One of my favorite Italian-American comfort foods is chicken parmigiana – or, chicken parmesan as it’s usually known in this country. This recipe will serve 4 people, but it can easily be doubled if you need more portions.
- 2 boneless, skinless, chicken breasts, cut in half (4 pieces total)
- freshly ground black pepper
- 1 large egg
- 1 cup dried bread crumbs, preferably panko
- 1/4 cup olive oil
- 4 oz. mozzarella, preferably fresh (you could also use provolone)
- 1/2 cup grated Parmigiano-Reggiano cheese
- Marinara sauce, fresh or store-bought – click here for a link to my marinara recipe
- Pound the boneless breasts between sheets of plastic wrap or wax paper to a uniform thickness of about 1/3 inch. Generously salt and pepper the breasts.
- Beat the egg in a shallow bowl and place the bread crumbs in another bowl.

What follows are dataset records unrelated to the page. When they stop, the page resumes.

#![forbid(unsafe_code)]

//! Board: ordered containers and the drag session that reorders them.
//!
//! Leaves first:
//!
//! - [`registry`]: ordered item sequences per container.
//! - [`edge_detector`]: pointer + hovered geometry to [`DropTarget`].
//! - [`reorder`]: pure computation of new container contents.
//! - [`highlight`]: the single active drop-location highlight.
//! - [`session`]: the drag session state machine.
//! - [`board`]: host-facing aggregate with change subscriptions.

pub mod board;
pub mod config;
pub mod edge_detector;
pub mod highlight;
pub mod model;
pub mod registry;
pub mod reorder;
pub mod session;
pub mod shared;

pub use board::{Board, BoardChange, BoardSnapshot, SubscriptionId};
pub use config::BoardConfig;
pub use edge_detector::DropTarget;
pub use highlight::{Highlight, HighlightStateManager};
pub use model::{Container, Item, ItemLocation};
pub use registry::{ContainerRegistry, RegistryError};
pub use reorder::{ReorderError, ReorderPlan, compute_reorder};
pub use session::{
    DragEffect, DragSession, DragSessionController, DragTransition, DropRejection, NoopReason,
    SessionState,
};
pub use shared::SharedBoard;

- Dip the cutlets, one at a time, into the egg and then into the breadcrumbs. Use your fingers to press the crumbs onto the breasts. Set aside until you’re ready to cook. You can do this step ahead of time and store the breasts in the fridge.
- On the stove or in the microwave, warm up the marinara sauce and keep warm over medium-low heat. Meanwhile, heat the olive oil over medium-high heat in a large skillet. The oil is ready when it begins to shimmer or a few bread crumbs sizzle in the oil. Carefully place the breaded cutlets into the skillet and saute until golden, about 4-5 minutes per side.
- Remove the cutlets from the skillet and place on an ovenproof plate or cooking sheet.
- Top the cutlets with sliced mozzarella and half of the Parmigiano-Reggiano.
- Set the pan in the oven and broil the cutlets until the cheese is melted and lightly browned.
Serve the chicken parmigiana either on an Italian sub roll or with your favorite pasta, risotto, polenta, etc., topped with warm marinara and the remaining Parmigiano-Reggiano.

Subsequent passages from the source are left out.